[[ Dataset entries, beginning ]]

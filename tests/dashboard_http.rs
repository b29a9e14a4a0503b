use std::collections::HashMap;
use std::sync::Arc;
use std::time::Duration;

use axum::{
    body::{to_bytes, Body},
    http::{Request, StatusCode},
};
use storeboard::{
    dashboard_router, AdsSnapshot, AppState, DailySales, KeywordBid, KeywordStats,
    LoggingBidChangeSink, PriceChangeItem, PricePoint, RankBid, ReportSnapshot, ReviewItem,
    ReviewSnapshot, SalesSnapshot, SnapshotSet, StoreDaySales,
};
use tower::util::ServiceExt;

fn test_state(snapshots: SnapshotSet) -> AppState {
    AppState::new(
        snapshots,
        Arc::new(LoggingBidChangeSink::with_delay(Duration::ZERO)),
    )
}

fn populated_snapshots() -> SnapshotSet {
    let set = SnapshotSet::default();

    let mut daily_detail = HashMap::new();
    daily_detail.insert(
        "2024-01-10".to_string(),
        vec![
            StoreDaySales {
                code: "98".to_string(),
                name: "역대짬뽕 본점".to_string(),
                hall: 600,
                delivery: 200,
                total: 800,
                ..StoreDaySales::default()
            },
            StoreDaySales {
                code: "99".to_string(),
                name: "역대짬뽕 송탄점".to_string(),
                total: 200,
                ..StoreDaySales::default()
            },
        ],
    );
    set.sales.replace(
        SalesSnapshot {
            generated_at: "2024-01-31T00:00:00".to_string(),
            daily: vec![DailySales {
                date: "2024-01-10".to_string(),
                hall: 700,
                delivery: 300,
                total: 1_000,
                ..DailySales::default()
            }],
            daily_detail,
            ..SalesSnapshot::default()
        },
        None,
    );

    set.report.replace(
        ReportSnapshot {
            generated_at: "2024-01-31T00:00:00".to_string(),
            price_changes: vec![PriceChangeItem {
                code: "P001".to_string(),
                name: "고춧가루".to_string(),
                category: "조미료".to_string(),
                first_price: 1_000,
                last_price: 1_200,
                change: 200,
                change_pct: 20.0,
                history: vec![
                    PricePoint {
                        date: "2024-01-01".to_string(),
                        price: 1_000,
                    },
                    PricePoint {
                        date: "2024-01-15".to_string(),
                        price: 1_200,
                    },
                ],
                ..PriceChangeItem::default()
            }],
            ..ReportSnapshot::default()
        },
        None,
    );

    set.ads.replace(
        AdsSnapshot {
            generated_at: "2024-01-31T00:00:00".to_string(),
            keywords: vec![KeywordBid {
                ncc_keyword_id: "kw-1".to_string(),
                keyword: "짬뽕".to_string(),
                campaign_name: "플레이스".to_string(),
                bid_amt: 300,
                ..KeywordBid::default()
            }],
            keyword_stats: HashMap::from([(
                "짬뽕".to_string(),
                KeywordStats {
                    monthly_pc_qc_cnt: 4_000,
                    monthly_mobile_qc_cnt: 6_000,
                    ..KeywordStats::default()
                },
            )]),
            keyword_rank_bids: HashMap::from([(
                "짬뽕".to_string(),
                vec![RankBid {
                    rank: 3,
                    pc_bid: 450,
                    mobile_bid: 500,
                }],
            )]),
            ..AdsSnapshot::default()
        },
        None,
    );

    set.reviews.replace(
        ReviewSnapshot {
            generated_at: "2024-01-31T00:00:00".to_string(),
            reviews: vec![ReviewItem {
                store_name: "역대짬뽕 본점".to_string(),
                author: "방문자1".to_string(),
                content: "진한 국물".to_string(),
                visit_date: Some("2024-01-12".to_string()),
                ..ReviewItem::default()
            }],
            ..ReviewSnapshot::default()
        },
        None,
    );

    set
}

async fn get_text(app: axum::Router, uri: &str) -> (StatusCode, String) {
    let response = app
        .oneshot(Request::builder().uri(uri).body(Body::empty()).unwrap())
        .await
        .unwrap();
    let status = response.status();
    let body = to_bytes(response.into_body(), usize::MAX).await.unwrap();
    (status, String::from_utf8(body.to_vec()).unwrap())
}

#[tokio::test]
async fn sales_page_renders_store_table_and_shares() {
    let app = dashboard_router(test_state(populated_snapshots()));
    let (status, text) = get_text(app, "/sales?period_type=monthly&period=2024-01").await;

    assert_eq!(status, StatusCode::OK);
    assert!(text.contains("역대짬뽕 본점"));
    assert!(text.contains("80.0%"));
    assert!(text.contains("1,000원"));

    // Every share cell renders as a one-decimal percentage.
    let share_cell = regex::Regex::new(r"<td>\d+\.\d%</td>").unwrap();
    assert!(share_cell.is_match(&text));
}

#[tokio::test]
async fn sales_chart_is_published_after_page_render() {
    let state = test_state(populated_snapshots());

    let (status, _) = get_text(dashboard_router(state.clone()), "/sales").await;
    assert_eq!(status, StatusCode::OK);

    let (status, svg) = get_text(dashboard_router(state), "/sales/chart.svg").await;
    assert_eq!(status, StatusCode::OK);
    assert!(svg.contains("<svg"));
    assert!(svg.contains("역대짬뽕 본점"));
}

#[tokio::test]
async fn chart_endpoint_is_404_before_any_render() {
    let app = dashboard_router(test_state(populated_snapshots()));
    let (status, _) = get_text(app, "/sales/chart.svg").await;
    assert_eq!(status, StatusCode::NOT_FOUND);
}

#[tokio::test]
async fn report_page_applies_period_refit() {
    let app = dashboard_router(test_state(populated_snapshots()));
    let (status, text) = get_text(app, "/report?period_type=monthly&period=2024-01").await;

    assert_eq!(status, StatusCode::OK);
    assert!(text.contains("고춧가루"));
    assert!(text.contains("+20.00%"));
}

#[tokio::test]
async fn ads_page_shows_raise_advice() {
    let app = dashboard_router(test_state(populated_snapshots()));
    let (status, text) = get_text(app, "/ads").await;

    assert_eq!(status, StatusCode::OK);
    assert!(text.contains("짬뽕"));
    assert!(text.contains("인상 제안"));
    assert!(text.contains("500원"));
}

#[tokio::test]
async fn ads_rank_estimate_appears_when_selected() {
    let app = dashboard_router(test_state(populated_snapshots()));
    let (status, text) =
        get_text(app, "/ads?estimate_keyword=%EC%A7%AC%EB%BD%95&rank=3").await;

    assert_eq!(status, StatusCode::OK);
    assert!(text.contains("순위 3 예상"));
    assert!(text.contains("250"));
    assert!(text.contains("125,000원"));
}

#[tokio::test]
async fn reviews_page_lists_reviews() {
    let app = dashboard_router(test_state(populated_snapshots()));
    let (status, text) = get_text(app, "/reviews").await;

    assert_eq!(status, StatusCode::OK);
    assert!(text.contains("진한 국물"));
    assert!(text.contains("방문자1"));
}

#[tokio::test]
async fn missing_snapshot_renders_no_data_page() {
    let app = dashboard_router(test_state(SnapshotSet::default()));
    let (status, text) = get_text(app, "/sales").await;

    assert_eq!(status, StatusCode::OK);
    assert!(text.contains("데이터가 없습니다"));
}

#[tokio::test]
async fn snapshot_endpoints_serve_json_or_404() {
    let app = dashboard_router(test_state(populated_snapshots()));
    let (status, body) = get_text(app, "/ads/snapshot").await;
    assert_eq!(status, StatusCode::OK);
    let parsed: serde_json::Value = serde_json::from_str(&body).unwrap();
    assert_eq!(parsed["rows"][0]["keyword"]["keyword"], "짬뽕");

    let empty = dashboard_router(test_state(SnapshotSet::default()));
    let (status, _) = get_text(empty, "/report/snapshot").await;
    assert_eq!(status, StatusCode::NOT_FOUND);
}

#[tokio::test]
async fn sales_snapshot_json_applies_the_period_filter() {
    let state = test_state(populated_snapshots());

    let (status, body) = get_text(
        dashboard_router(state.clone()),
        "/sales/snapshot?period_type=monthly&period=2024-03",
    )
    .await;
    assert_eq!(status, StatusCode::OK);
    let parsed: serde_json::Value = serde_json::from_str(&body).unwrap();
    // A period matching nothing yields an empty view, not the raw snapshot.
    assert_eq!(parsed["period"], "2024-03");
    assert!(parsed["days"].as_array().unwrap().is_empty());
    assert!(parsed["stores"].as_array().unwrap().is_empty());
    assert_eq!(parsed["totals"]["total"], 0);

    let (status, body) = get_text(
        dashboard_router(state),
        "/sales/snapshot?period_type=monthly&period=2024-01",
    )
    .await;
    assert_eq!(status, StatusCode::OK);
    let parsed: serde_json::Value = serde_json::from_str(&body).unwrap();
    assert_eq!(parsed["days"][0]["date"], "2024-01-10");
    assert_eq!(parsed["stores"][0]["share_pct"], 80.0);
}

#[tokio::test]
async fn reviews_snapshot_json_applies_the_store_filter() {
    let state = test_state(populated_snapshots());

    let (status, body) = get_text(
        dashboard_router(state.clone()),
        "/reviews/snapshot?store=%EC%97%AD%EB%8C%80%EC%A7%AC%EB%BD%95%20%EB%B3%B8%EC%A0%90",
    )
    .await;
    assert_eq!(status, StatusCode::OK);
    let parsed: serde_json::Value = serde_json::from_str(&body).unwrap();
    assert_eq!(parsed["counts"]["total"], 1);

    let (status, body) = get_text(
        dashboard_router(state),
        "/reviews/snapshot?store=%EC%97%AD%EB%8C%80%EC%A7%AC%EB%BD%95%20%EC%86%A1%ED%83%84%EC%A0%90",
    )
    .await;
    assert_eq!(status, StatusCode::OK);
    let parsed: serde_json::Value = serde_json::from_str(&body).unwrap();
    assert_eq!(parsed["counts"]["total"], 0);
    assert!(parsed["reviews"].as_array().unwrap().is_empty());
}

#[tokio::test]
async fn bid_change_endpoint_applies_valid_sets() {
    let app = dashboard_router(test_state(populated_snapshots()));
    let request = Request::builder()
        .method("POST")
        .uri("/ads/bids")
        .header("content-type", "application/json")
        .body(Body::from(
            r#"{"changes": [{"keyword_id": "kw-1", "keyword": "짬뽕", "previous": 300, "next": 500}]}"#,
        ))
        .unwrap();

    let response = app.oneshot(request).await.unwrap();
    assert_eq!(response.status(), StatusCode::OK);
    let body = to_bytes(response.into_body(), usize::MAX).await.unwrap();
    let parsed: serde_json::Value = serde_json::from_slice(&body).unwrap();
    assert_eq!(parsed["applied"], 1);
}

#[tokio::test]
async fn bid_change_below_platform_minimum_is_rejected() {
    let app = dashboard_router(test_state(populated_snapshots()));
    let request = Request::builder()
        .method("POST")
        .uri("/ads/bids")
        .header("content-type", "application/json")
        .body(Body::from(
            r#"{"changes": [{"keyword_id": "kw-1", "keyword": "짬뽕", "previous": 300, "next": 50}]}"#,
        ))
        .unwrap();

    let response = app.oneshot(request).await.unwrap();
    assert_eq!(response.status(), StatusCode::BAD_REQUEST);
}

[[ Dataset entries, end ]]
[[ Dataset entries, beginning ]]

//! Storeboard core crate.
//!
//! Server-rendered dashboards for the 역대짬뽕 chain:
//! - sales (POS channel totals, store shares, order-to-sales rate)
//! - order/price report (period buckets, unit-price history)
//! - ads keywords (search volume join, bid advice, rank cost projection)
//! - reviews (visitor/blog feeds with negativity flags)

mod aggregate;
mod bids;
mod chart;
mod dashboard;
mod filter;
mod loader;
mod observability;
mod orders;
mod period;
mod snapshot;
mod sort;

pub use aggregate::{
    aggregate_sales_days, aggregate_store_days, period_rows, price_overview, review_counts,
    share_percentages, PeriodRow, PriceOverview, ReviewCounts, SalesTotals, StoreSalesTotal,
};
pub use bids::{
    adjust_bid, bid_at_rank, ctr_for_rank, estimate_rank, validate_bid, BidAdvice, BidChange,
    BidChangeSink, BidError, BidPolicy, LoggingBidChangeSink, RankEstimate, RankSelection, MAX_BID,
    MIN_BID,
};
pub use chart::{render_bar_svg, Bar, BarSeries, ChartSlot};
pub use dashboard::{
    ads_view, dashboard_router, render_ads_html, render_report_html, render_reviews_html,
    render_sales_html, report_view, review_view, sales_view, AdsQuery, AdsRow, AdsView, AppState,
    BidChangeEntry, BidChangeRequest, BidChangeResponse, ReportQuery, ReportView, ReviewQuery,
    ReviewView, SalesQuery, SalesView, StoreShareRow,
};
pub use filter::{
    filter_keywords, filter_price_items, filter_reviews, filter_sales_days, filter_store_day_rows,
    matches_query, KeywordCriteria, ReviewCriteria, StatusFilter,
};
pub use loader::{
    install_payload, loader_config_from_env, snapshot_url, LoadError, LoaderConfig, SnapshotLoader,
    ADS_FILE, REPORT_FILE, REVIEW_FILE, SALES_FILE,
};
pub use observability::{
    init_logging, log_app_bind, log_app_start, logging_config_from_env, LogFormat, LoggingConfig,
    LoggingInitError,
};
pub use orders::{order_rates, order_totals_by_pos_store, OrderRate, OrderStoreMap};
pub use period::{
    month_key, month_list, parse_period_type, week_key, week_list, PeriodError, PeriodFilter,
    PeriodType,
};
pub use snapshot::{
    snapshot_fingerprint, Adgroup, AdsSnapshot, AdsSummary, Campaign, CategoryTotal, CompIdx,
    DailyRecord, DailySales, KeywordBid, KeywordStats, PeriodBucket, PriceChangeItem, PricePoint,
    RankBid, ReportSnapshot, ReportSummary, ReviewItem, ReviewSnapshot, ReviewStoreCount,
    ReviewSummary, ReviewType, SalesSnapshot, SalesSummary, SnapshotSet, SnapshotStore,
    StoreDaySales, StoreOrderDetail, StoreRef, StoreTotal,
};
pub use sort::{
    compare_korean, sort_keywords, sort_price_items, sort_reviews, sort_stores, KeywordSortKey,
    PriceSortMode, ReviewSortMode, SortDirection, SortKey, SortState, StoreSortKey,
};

[[ Dataset entries, end ]]

> _What needs to be done_: Look through the records for the word "ReviewSnapshot". Every line that has it should be copied.

> _Answer space_:
    ReviewSnapshot, SalesSnapshot, SnapshotSet, StoreDaySales,
        ReviewSnapshot {
            ..ReviewSnapshot::default()
    RankBid, ReportSnapshot, ReportSummary, ReviewItem, ReviewSnapshot, ReviewStoreCount,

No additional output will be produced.